US FTC requires divestitures in $13.53 billion Boehringer-Sanofi deal
German pharmaceutical company Boehringer Ingelheim agreed to divest five types of animal health products to settle charges that a proposed asset swap with Sanofi would harm competition, the U.S. Federal Trade Commission said.
The proposed asset swap involved Boehringer Ingelheim's acquisition of Sanofi's $13.5 billion animal care subsidiary and Sanofi's obtaining the Germany company's consumer health care business unit, valued at nearly $8 billion, plus $5.5 billion in cash, the FTC said in a statement.
Without the divestitures, the proposed swap "would harm competition in the U.S. markets for various vaccines for companion animals (pets) and certain parasite control products for cattle and sheep," the commission said.

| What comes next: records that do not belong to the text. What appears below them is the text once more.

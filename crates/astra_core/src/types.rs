use chrono::{NaiveDate, NaiveTime};
use serde::{Deserialize, Serialize};

/// Query used by the news endpoints when the caller sends none.
pub const DEFAULT_NEWS_QUERY: &str = "latest";

pub const NO_ARTICLES_MESSAGE: &str = "No articles found for the given query.";

#[derive(Debug, Clone, PartialEq, Serialize, Deserialize)]
pub struct Article {
    pub description: Option<String>,
    #[serde(rename = "publishedAt")]
    pub published_at: Option<String>,
}

/// Result of a news search that reached the upstream successfully.
#[derive(Debug, Clone, PartialEq)]
pub enum NewsOutcome {
    Empty,
    Articles(Vec<Article>),
}

impl NewsOutcome {
    pub fn from_articles(articles: Vec<Article>) -> Self {
        if articles.is_empty() {
            NewsOutcome::Empty
        } else {
            NewsOutcome::Articles(articles)
        }
    }

    pub fn articles(&self) -> &[Article] {
        match self {
            NewsOutcome::Empty => &[],
            NewsOutcome::Articles(articles) => articles,
        }
    }
}

/// Birth moment and place extracted from free text.
#[derive(Debug, Clone, PartialEq)]
pub struct BirthDetails {
    pub date: NaiveDate,
    pub time: NaiveTime,
    pub location: String,
    pub latitude: f64,
    pub longitude: f64,
    /// Hours east of UTC, e.g. 5.5 for India.
    pub timezone: f64,
}

/// Trims the caller's query, substituting `fallback` when nothing is left.
pub fn query_or<'a>(query: Option<&'a str>, fallback: &'a str) -> &'a str {
    match query.map(str::trim) {
        Some(q) if !q.is_empty() => q,
        _ => fallback,
    }
}
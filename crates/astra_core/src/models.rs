use async_trait::async_trait;
use std::fmt;
use crate::Result;

/// Placeholder returned when the model answers without any text.
pub const EMPTY_COMPLETION: &str = "No response data received.";

#[async_trait]
pub trait ChatModel: Send + Sync + fmt::Debug {
    fn name(&self) -> &str;

    /// Send `prompt` as the only user message and return the first choice's text.
    async fn complete(&self, prompt: &str, max_tokens: u32) -> Result<String>;

    /// Like [`ChatModel::complete`], but asks the model to answer with a JSON object.
    async fn complete_json(&self, prompt: &str, max_tokens: u32) -> Result<String> {
        self.complete(prompt, max_tokens).await
    }
}
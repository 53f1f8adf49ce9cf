pub mod client;
pub mod summary;

pub use client::NewsApiClient;
pub use summary::{NewsSummarizer, SummaryOutcome};

pub mod prelude {
    pub use super::client::NewsApiClient;
    pub use super::summary::{NewsSummarizer, SummaryOutcome};
    pub use astra_core::{Article, Error, NewsOutcome, NewsSource, Result};
}
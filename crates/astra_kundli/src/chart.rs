use serde_json::Value;

const UNKNOWN: &str = "Unknown";

/// Token budget for the reading completion.
pub const READING_MAX_TOKENS: u32 = 1024;

#[derive(Debug, Clone, PartialEq)]
pub struct ChartHighlights {
    pub sun_sign: String,
    pub moon_sign: String,
    pub ascendant: String,
    pub moon_nakshatra: String,
}

fn planet<'a>(chart: &'a Value, name: &str) -> Option<&'a Value> {
    chart
        .get("planets")?
        .as_array()?
        .iter()
        .find(|p| p.get("name").and_then(Value::as_str) == Some(name))
}

fn text_field(value: Option<&Value>, field: &str) -> String {
    value
        .and_then(|v| v.get(field))
        .and_then(Value::as_str)
        .unwrap_or(UNKNOWN)
        .to_string()
}

impl ChartHighlights {
    pub fn from_chart(chart: &Value) -> Self {
        let sun = planet(chart, "Sun");
        let moon = planet(chart, "Moon");
        Self {
            sun_sign: text_field(sun, "sign"),
            moon_sign: text_field(moon, "sign"),
            ascendant: text_field(chart.get("ascendant"), "sign"),
            moon_nakshatra: text_field(moon, "nakshatra"),
        }
    }

    pub fn reading_prompt(&self) -> String {
        format!(
            "I need a concise but comprehensive Kundli (Hindu birth chart) analysis based on the following details:

Sun Sign: {}
Moon Sign: {}
Ascendant (Lagna): {}
Moon Nakshatra: {}

Please provide:
1. A brief explanation of what these placements mean for the person's personality and life path
2. Key strengths and challenges based on these positions
3. Any significant indications for career, relationships, or health
4. A short prediction for the next 6-12 months

Keep the tone positive and informative. Limit the response to 5-6 lines.",
            self.sun_sign, self.moon_sign, self.ascendant, self.moon_nakshatra
        )
    }
}
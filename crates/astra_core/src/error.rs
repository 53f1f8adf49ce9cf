use thiserror::Error;

#[derive(Error, Debug)]
pub enum Error {
    #[error("Invalid request: {0}")]
    Validation(String),

    #[error("Could not reach {service}: {message}")]
    UpstreamTransport {
        service: &'static str,
        message: String,
    },

    #[error("{service} returned status {status}: {body}")]
    UpstreamStatus {
        service: &'static str,
        status: u16,
        body: String,
    },

    #[error("Parse error: {0}")]
    Parse(String),

    #[error("Configuration error: {0}")]
    Config(String),

    #[error("IO error: {0}")]
    Io(#[from] std::io::Error),

    #[error("Serialization error: {0}")]
    Serialization(#[from] serde_json::Error),
}

impl Error {
    /// Classify a reqwest failure against the named upstream service.
    pub fn from_reqwest(service: &'static str, err: reqwest::Error) -> Self {
        match err.status() {
            Some(status) => Error::UpstreamStatus {
                service,
                status: status.as_u16(),
                body: err.to_string(),
            },
            None if err.is_decode() => Error::Parse(format!("{} response: {}", service, err)),
            None => Error::UpstreamTransport {
                service,
                message: err.to_string(),
            },
        }
    }

    pub fn is_upstream(&self) -> bool {
        matches!(
            self,
            Error::UpstreamTransport { .. } | Error::UpstreamStatus { .. }
        )
    }
}

pub type Result<T> = std::result::Result<T, Error>;
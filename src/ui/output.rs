//! Output verbosity mode.

use std::str::FromStr;

/// Output verbosity mode.
#[derive(Debug, Clone, Copy, PartialEq, Eq, Default)]
pub enum OutputMode {
    /// Status messages plus per-run details (flags, skipped lines).
    Verbose,
    /// Diagnostics and status messages.
    #[default]
    Normal,
    /// Diagnostics and errors only.
    Quiet,
}

impl FromStr for OutputMode {
    type Err = String;

    fn from_str(s: &str) -> Result<Self, Self::Err> {
        match s.to_lowercase().as_str() {
            "verbose" => Ok(Self::Verbose),
            "normal" => Ok(Self::Normal),
            "quiet" => Ok(Self::Quiet),
            _ => Err(format!("unknown output mode: {}", s)),
        }
    }
}

impl OutputMode {
    /// Check if this mode shows run details.
    pub fn shows_details(&self) -> bool {
        matches!(self, Self::Verbose)
    }

    /// Check if this mode shows status messages.
    pub fn shows_status(&self) -> bool {
        !matches!(self, Self::Quiet)
    }
}
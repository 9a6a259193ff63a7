//! Command dispatching.
//!
//! This module provides the core command infrastructure:
//! - [`Command`] trait for implementing commands
//! - [`CommandResult`] for uniform result reporting
//! - [`CommandDispatcher`] for routing CLI subcommands

use std::path::{Path, PathBuf};

use crate::cli::args::{CheckArgs, Cli, Commands};
use crate::error::Result;
use crate::ui::UserInterface;

/// Trait for command implementations.
///
/// Each CLI subcommand implements this trait to provide its execution logic.
pub trait Command {
    /// Execute the command.
    ///
    /// # Arguments
    ///
    /// * `ui` - User interface for displaying output
    ///
    /// # Returns
    ///
    /// A [`CommandResult`] indicating success/failure and exit code.
    fn execute(&self, ui: &mut dyn UserInterface) -> Result<CommandResult>;
}

/// Result of command execution.
#[derive(Debug)]
pub struct CommandResult {
    /// Whether the command succeeded.
    pub success: bool,

    /// Exit code to use (0 for success, non-zero for failure).
    pub exit_code: i32,
}

impl CommandResult {
    /// Create a successful result.
    pub fn success() -> Self {
        Self {
            success: true,
            exit_code: 0,
        }
    }

    /// Create a failure result.
    pub fn failure(exit_code: i32) -> Self {
        Self {
            success: false,
            exit_code,
        }
    }
}

/// Dispatches CLI commands to their implementations.
pub struct CommandDispatcher {
    project_root: PathBuf,
}

impl CommandDispatcher {
    /// Create a new dispatcher for the given project root.
    pub fn new(project_root: PathBuf) -> Self {
        Self { project_root }
    }

    /// Get the project root path.
    pub fn project_root(&self) -> &Path {
        &self.project_root
    }

    /// Dispatch and execute a command.
    ///
    /// Routes the CLI subcommand to the appropriate command implementation
    /// and executes it.
    pub fn dispatch(&self, cli: &Cli, ui: &mut dyn UserInterface) -> Result<CommandResult> {
        match &cli.command {
            Some(Commands::Check(args)) => {
                let cmd = super::check::CheckCommand::new(
                    &self.project_root,
                    cli.profile.clone(),
                    args.clone(),
                );
                cmd.execute(ui)
            }
            Some(Commands::Options(args)) => {
                let cmd = super::options::OptionsCommand::new(args.clone());
                cmd.execute(ui)
            }
            Some(Commands::Completions(args)) => {
                let cmd = super::completions::CompletionsCommand::new(args.clone());
                cmd.execute(ui)
            }
            None => {
                // Default to check command with default args
                let cmd = super::check::CheckCommand::new(
                    &self.project_root,
                    cli.profile.clone(),
                    CheckArgs::from_env(),
                );
                cmd.execute(ui)
            }
        }
    }
}
//! Normalized diagnostic messages.
//!
//! Every tool adapter reports what it finds as a [`Message`] with a
//! [`Location`], regardless of how the underlying tool formats its output.

use serde::Serialize;
use std::fmt;
use std::path::PathBuf;

/// Where a diagnostic was reported.
#[derive(Debug, Clone, PartialEq, Eq, Serialize)]
pub struct Location {
    /// File path as reported by the tool.
    pub path: PathBuf,
    /// Dotted module name, when the tool knows it.
    #[serde(skip_serializing_if = "Option::is_none")]
    pub module: Option<String>,
    /// Enclosing function, when the tool knows it.
    #[serde(skip_serializing_if = "Option::is_none")]
    pub function: Option<String>,
    /// Line number (1-indexed, 0 when unknown).
    pub line: usize,
    /// Character offset on the line, when reported.
    #[serde(skip_serializing_if = "Option::is_none")]
    pub character: Option<usize>,
}

impl Location {
    /// Create a location with no module or function information.
    pub fn new(path: impl Into<PathBuf>, line: usize, character: Option<usize>) -> Self {
        Self {
            path: path.into(),
            module: None,
            function: None,
            line,
            character,
        }
    }
}

impl fmt::Display for Location {
    fn fmt(&self, f: &mut fmt::Formatter<'_>) -> fmt::Result {
        write!(f, "{}:{}", self.path.display(), self.line)?;
        if let Some(character) = self.character {
            write!(f, ":{}", character)?;
        }
        Ok(())
    }
}

/// A diagnostic reported by a tool.
#[derive(Debug, Clone, PartialEq, Eq, Serialize)]
pub struct Message {
    /// Name of the tool that produced this message.
    pub source: String,
    /// Tool-specific code (for mypy: `error`, `note`, ...).
    pub code: String,
    /// Where the issue was found.
    pub location: Location,
    /// Human-readable message text.
    pub message: String,
}

impl Message {
    /// Create a new message.
    pub fn new(
        source: impl Into<String>,
        code: impl Into<String>,
        location: Location,
        message: impl Into<String>,
    ) -> Self {
        Self {
            source: source.into(),
            code: code.into(),
            location,
            message: message.into(),
        }
    }
}
//! Mock UI implementation for testing.
//!
//! `MockUI` implements the `UserInterface` trait and captures all
//! interactions for later assertion.
//!
//! # Example
//!
//! ```
//! use mypy_adapter::ui::{MockUI, UserInterface};
//!
//! let mut ui = MockUI::new();
//! ui.message("app.py:1: error: oops");
//! ui.success("Done!");
//!
//! assert!(ui.messages().contains(&"app.py:1: error: oops".to_string()));
//! assert!(ui.successes().contains(&"Done!".to_string()));
//! ```

use super::{OutputMode, UserInterface};

/// Mock UI implementation for testing.
#[derive(Debug, Default)]
pub struct MockUI {
    mode: OutputMode,
    messages: Vec<String>,
    details: Vec<String>,
    successes: Vec<String>,
    warnings: Vec<String>,
    errors: Vec<String>,
}

impl MockUI {
    /// Create a new MockUI with Normal output mode.
    pub fn new() -> Self {
        Self::default()
    }

    /// Create a new MockUI with a specific output mode.
    pub fn with_mode(mode: OutputMode) -> Self {
        Self {
            mode,
            ..Default::default()
        }
    }

    /// Get all captured messages.
    pub fn messages(&self) -> &[String] {
        &self.messages
    }

    /// Get all captured detail lines.
    pub fn details(&self) -> &[String] {
        &self.details
    }

    /// Get all captured success messages.
    pub fn successes(&self) -> &[String] {
        &self.successes
    }

    /// Get all captured warnings.
    pub fn warnings(&self) -> &[String] {
        &self.warnings
    }

    /// Get all captured errors.
    pub fn errors(&self) -> &[String] {
        &self.errors
    }

    /// Everything written with `message`, joined by newlines.
    pub fn output(&self) -> String {
        self.messages.join("\n")
    }
}

impl UserInterface for MockUI {
    fn output_mode(&self) -> OutputMode {
        self.mode
    }

    fn message(&mut self, msg: &str) {
        self.messages.push(msg.to_string());
    }

    fn detail(&mut self, msg: &str) {
        self.details.push(msg.to_string());
    }

    fn success(&mut self, msg: &str) {
        self.successes.push(msg.to_string());
    }

    fn warning(&mut self, msg: &str) {
        self.warnings.push(msg.to_string());
    }

    fn error(&mut self, msg: &str) {
        self.errors.push(msg.to_string());
    }

    fn use_color(&self) -> bool {
        false
    }
}
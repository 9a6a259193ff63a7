//! mypy-adapter - Run mypy and normalize its report into structured diagnostics.
//!
//! The adapter translates a profile's option map into mypy flags, runs mypy
//! over a set of Python modules, and parses every report line into a
//! [`Message`] with a [`Location`].
//!
//! # Modules
//!
//! - [`checker`] - The [`Checker`](checker::Checker) seam and subprocess runner
//! - [`cli`] - Command-line interface and argument parsing
//! - [`config`] - Profile loading and tool options
//! - [`error`] - Error types and result aliases
//! - [`files`] - Python module collection
//! - [`message`] - Normalized diagnostic messages
//! - [`output`] - Human and JSON formatters
//! - [`tools`] - Tool adapters (mypy)
//! - [`ui`] - Terminal output
//!
//! # Example
//!
//! ```
//! use mypy_adapter::tools::mypy::parse_line;
//!
//! let message = parse_line("app.py:12:5: error: Incompatible return value type").unwrap();
//! assert_eq!(message.source, "mypy");
//! assert_eq!(message.location.line, 12);
//! assert_eq!(message.location.character, Some(5));
//! assert_eq!(message.message, "Incompatible return value type");
//! ```

pub mod checker;
pub mod cli;
pub mod config;
pub mod error;
pub mod files;
pub mod message;
pub mod output;
pub mod tools;
pub mod ui;

pub use error::{AdapterError, Result};
pub use message::{Location, Message};
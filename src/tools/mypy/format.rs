//! Parsing mypy report lines.
//!
//! mypy prints one diagnostic per line, but how many fields the line has
//! depends on what mypy knows about the position:
//!
//! ```text
//! pkg/mod.py:12:5: error: Incompatible return value type
//! pkg/mod.py:12: error: Incompatible return value type
//! pkg/mod.py: error: Duplicate module named "mod"
//! ```
//!
//! [`REPORT_FORMATS`] lists these shapes from most to least specific;
//! [`parse_line`] tries each in turn.

use crate::error::{AdapterError, Result};
use crate::message::{Location, Message};

use super::TOOL_NAME;

/// One shape a report line can take.
#[derive(Debug, Clone, Copy, PartialEq, Eq)]
pub enum ReportFormat {
    /// `path:line:character: code: message`
    LineAndColumn,
    /// `path:line: code: message`
    LineOnly,
    /// `path: code: message`
    PathOnly,
}

/// Formats in the order they are tried.
pub const REPORT_FORMATS: &[ReportFormat] = &[
    ReportFormat::LineAndColumn,
    ReportFormat::LineOnly,
    ReportFormat::PathOnly,
];

impl ReportFormat {
    /// Number of colon-separated fields; the last one keeps any further colons.
    pub fn fields(self) -> usize {
        match self {
            ReportFormat::LineAndColumn => 5,
            ReportFormat::LineOnly => 4,
            ReportFormat::PathOnly => 3,
        }
    }

    /// Parse a line in this format, or `None` if it doesn't fit.
    pub fn parse(self, line: &str) -> Option<Message> {
        let parts: Vec<&str> = line.splitn(self.fields(), ':').collect();
        if parts.len() != self.fields() {
            return None;
        }

        let (location, code, text) = match self {
            ReportFormat::LineAndColumn => (
                Location::new(
                    parts[0],
                    parse_number(parts[1])?,
                    Some(parse_number(parts[2])?),
                ),
                parts[3],
                parts[4],
            ),
            ReportFormat::LineOnly => (
                Location::new(parts[0], parse_number(parts[1])?, None),
                parts[2],
                parts[3],
            ),
            ReportFormat::PathOnly => (Location::new(parts[0], 0, None), parts[1], parts[2]),
        };

        Some(Message::new(
            TOOL_NAME,
            code.trim_start_matches(' '),
            location,
            text.trim_start_matches(' '),
        ))
    }
}

fn parse_number(field: &str) -> Option<usize> {
    field.trim().parse().ok()
}

/// Parse one line of a mypy report.
///
/// # Errors
///
/// Returns `UnparseableLine` if the line fits none of [`REPORT_FORMATS`].
pub fn parse_line(line: &str) -> Result<Message> {
    REPORT_FORMATS
        .iter()
        .find_map(|format| format.parse(line))
        .ok_or_else(|| AdapterError::UnparseableLine {
            line: line.to_string(),
        })
}

#[cfg(test)]
mod tests {
    use super::*;
    use std::path::PathBuf;

    #[test]
    fn line_with_column() {
        let msg = parse_line("foo.py:12:5: error: bad thing").unwrap();

        assert_eq!(msg.source, "mypy");
        assert_eq!(msg.code, "error");
        assert_eq!(msg.message, "bad thing");
        assert_eq!(msg.location.path, PathBuf::from("foo.py"));
        assert_eq!(msg.location.line, 12);
        assert_eq!(msg.location.character, Some(5));
        assert!(msg.location.module.is_none());
        assert!(msg.location.function.is_none());
    }

    #[test]
    fn line_without_column() {
        let msg = parse_line("foo.py:12: error: bad thing").unwrap();

        assert_eq!(msg.location.line, 12);
        assert_eq!(msg.location.character, None);
        assert_eq!(msg.code, "error");
        assert_eq!(msg.message, "bad thing");
    }

    #[test]
    fn line_without_position() {
        let msg = parse_line("foo.py: error: bad thing").unwrap();

        assert_eq!(msg.location.line, 0);
        assert_eq!(msg.location.character, None);
        assert_eq!(msg.code, "error");
        assert_eq!(msg.message, "bad thing");
    }

    #[test]
    fn leading_spaces_are_stripped() {
        let msg = parse_line("foo.py:1:1: error:  bad thing").unwrap();

        assert_eq!(msg.code, "error");
        assert_eq!(msg.message, "bad thing");
    }

    #[test]
    fn message_keeps_its_colons() {
        let msg =
            parse_line("app.py:3:9: note: Revealed type is \"def (x: builtins.int)\"").unwrap();

        assert_eq!(msg.code, "note");
        assert_eq!(msg.message, "Revealed type is \"def (x: builtins.int)\"");
        assert_eq!(msg.location.character, Some(9));
    }

    #[test]
    fn colon_in_message_without_column() {
        let msg = parse_line("app.py:7: error: Argument 1: expected int").unwrap();

        assert_eq!(msg.location.line, 7);
        assert_eq!(msg.location.character, None);
        assert_eq!(msg.code, "error");
        assert_eq!(msg.message, "Argument 1: expected int");
    }

    #[test]
    fn each_format_rejects_what_it_cannot_read() {
        let line = "foo.py:12: error: bad thing";

        assert!(ReportFormat::LineAndColumn.parse(line).is_none());
        assert!(ReportFormat::LineOnly.parse(line).is_some());
    }

    #[test]
    fn line_without_enough_colons_is_an_error() {
        let err = parse_line("Success: no issues found").unwrap_err();

        match err {
            AdapterError::UnparseableLine { line } => {
                assert_eq!(line, "Success: no issues found")
            }
            other => panic!("unexpected error: {other:?}"),
        }
    }

    #[test]
    fn formats_are_tried_most_specific_first() {
        let widths: Vec<_> = REPORT_FORMATS.iter().map(|f| f.fields()).collect();
        assert_eq!(widths, vec![5, 4, 3]);
    }
}
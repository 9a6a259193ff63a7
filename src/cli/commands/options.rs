//! Options command implementation.
//!
//! The `mypy-adapter options` command lists every option a profile may set
//! in its `mypy` section.

use serde::Serialize;

use crate::cli::args::OptionsArgs;
use crate::error::Result;
use crate::tools::mypy::OPTIONS;
use crate::ui::UserInterface;

use super::dispatcher::{Command, CommandResult};

/// The options command implementation.
pub struct OptionsCommand {
    args: OptionsArgs,
}

#[derive(Serialize)]
struct JsonOption {
    name: &'static str,
    kind: &'static str,
    help: &'static str,
}

impl OptionsCommand {
    /// Create a new options command.
    pub fn new(args: OptionsArgs) -> Self {
        Self { args }
    }

    fn render_table(&self) -> String {
        let width = OPTIONS.iter().map(|o| o.name.len()).max().unwrap_or(0);

        OPTIONS
            .iter()
            .map(|o| {
                format!(
                    "{:<width$}  {:<7}  {}",
                    o.name,
                    o.kind.expected(),
                    o.help,
                    width = width
                )
            })
            .collect::<Vec<_>>()
            .join("\n")
    }

    fn render_json(&self) -> Result<String> {
        let options: Vec<_> = OPTIONS
            .iter()
            .map(|o| JsonOption {
                name: o.name,
                kind: o.kind.expected(),
                help: o.help,
            })
            .collect();

        Ok(serde_json::to_string_pretty(&options).map_err(anyhow::Error::from)?)
    }
}

impl Command for OptionsCommand {
    fn execute(&self, ui: &mut dyn UserInterface) -> Result<CommandResult> {
        let output = if self.args.json {
            self.render_json()?
        } else {
            self.render_table()
        };

        ui.message(&output);
        Ok(CommandResult::success())
    }
}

The sale of the U.S. pet vaccine assets will occur shortly after the closing of the BI-Sanofi swap transaction, which the company anticipates to close by early 2017, Boehringer spokeswoman told Reuters in an email.
Sanofi was not immediately available for comments.
The FTC said that without the divestitures the proposed transaction would reduce the number of suppliers of canine and feline vaccines from four to three. It would combine the two top rabies vaccine suppliers.
It would also reduce competition among suppliers of products to prevent parasites in cattle and sheep, the FTC said.
In November the companies agreed to divestitures to allay European Commission concerns that the deal would harm competition and possibly result in price hikes.
"The two companies offered to divest a number of Merial's marketed and pipeline products, including its existing vaccines Circovac, Progressis, Parvovax, Parvovurax and Mucossifa and pharmaceuticals Ketofen, Wellicox, Allevinix, Genixine, Equioxx Injectable and Equioxx Paste," the EU said at the time.